The Art of Love by Elizabeth Edmondson follows our heroine as she uncovers her true identity. It's set in 1930s London and Paris and involves devious dealings in the art world. Our heroine (Polly Smith, or as she then learns, Polyhymnia Tomkins) is an artist struggling to make her way. The novel is trying to be about identity and how we are who we are, despite our names, up-bringing or circumstances. It's just that it all seems quite weak and half-hearted. The plot holds no surprising twists (unless I was just lucky in guessing how things were going to turn out, but I am not usually the type of person to decipher a mystery!) The characters are merely sketched - I didn't feel I got to know or care about any of them particularly. One other thing which spoilt the book for me was the number and frequency of typographical errors, from spelling, to grammar and even missing or incorrect words. I try not to be a pedant about such things, but I just kept noticing errors and it became rather distracting. I don't know much about publishing, so not sure where the fault lies and I am not saying that I would have enjoyed the story any more than I did if there were no errors, simply that I found it annoying and it re-enforced my impression of the novel being rather 'slap-dash'. A shame, because I think this story had potential.

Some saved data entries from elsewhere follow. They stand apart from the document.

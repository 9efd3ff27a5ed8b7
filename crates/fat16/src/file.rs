//! Open-file position.

/// Seek origin for [`crate::Fat16Volume::seek`].
#[derive(Debug, Clone, Copy, PartialEq, Eq)]
#[cfg_attr(feature = "defmt", derive(defmt::Format))]
pub enum SeekFrom {
    /// Absolute byte position from the start of the file.
    Start(u32),
    /// Signed displacement from the current position.
    Current(i64),
}

/// Position inside one file's cluster chain.
///
/// Invariants: `offset_in_cluster < cluster_size` and
/// `bytes_consumed() <= size`. When the file ends exactly on a cluster
/// boundary the offset rolls to 0 and `clusters_advanced` counts the
/// finished cluster, but the chain is not followed, so `current_cluster`
/// still names the last cluster.
#[derive(Debug, Clone, Copy, PartialEq, Eq)]
#[cfg_attr(feature = "defmt", derive(defmt::Format))]
pub struct FileCursor {
    pub(crate) start_cluster: u16,
    pub(crate) current_cluster: u16,
    pub(crate) clusters_advanced: u32,
    pub(crate) offset_in_cluster: u32,
    pub(crate) size: u32,
    pub(crate) cluster_size: u32,
}

impl FileCursor {
    pub(crate) fn new(start_cluster: u16, size: u32, cluster_size: u32) -> Self {
        Self {
            start_cluster,
            current_cluster: start_cluster,
            clusters_advanced: 0,
            offset_in_cluster: 0,
            size,
            cluster_size,
        }
    }

    /// Back to byte 0 without touching the device.
    pub fn rewind(&mut self) {
        self.current_cluster = self.start_cluster;
        self.clusters_advanced = 0;
        self.offset_in_cluster = 0;
    }

    /// Bytes already read or skipped.
    pub fn bytes_consumed(&self) -> u32 {
        // Bounded by `size` by construction.
        #[allow(clippy::cast_possible_truncation)]
        let consumed = (u64::from(self.clusters_advanced) * u64::from(self.cluster_size)
            + u64::from(self.offset_in_cluster)) as u32;
        consumed
    }

    /// Bytes left before end of file.
    pub fn bytes_remaining(&self) -> u32 {
        self.size.saturating_sub(self.bytes_consumed())
    }

    /// File length.
    pub fn size(&self) -> u32 {
        self.size
    }

    /// First cluster of the chain.
    pub fn start_cluster(&self) -> u16 {
        self.start_cluster
    }

    /// Cluster holding the next byte to read.
    pub fn current_cluster(&self) -> u16 {
        self.current_cluster
    }

    /// Whole clusters passed since the start of the file.
    pub fn clusters_advanced(&self) -> u32 {
        self.clusters_advanced
    }

    /// Byte position inside the current cluster.
    pub fn offset_in_cluster(&self) -> u32 {
        self.offset_in_cluster
    }

    /// Move forward `n` bytes within the current cluster, rolling over to
    /// the next cluster index when the cluster is used up. Returns `true`
    /// on rollover.
    pub(crate) fn advance_within_cluster(&mut self, n: u32) -> bool {
        self.offset_in_cluster += n;
        if self.offset_in_cluster >= self.cluster_size {
            self.offset_in_cluster = 0;
            self.clusters_advanced += 1;
            true
        } else {
            false
        }
    }

    /// Bytes readable from the current cluster before crossing into the next.
    pub(crate) fn left_in_cluster(&self) -> u32 {
        self.cluster_size - self.offset_in_cluster
    }
}

#[cfg(test)]
mod tests {
    use super::*;

    #[test]
    fn consumed_and_remaining_track_position() {
        let mut c = FileCursor::new(5, 5000, 2048);
        assert!(!c.advance_within_cluster(1000));
        assert_eq!(c.bytes_consumed(), 1000);
        assert!(c.advance_within_cluster(1048));
        assert_eq!((c.clusters_advanced(), c.offset_in_cluster()), (1, 0));
        assert_eq!(c.bytes_remaining(), 5000 - 2048);
    }

    #[test]
    fn rewind_returns_to_start() {
        let mut c = FileCursor::new(9, 4096, 2048);
        c.advance_within_cluster(2048);
        c.current_cluster = 10;
        c.rewind();
        assert_eq!(c, FileCursor::new(9, 4096, 2048));
    }
}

The Mesmerist's Apprentice by L.M. Jackson (who also writes as Lee Jackson) is the third of his novels that I have read. They are all set in Victorian London and owe a debt to the detective and sensation novels of the time. What I enjoy about Jackson's novels are his attention to detail and obvious love of the period. The books are littered with interesting historical and social facts. This particular novel also focuses on one of the Victorians' great obesessions - spiritualism. The main character, Sarah Tanner, is our eyes and ears through the novel. She is a strong and independent woman in a time when these qualities were not encouraged and, as with all good heroines, there is a sense of tragedy past about her. There is humour, romance, murder, intrigue and mystery in this novel and it trots along at a great pace. I'll certainly be going back to read the first Sarah Tanner novel A Most Dangerous Woman, as well as following Lee's blog The Cat's Meat Shop and VictorianLondon Twitter updates...

Currently Reading:
The Adventures of Sherlock Holmes by Sir Arthur Conan Doyle - inspired to read this after seeing Guy Ritchies recent Sherlock Holmes film and the embarrassing knowledge that I have never read any of them...
Becoming Queen by Kate Williams - the biography behind the recent film. There seems to be a theme in my reading at the moment!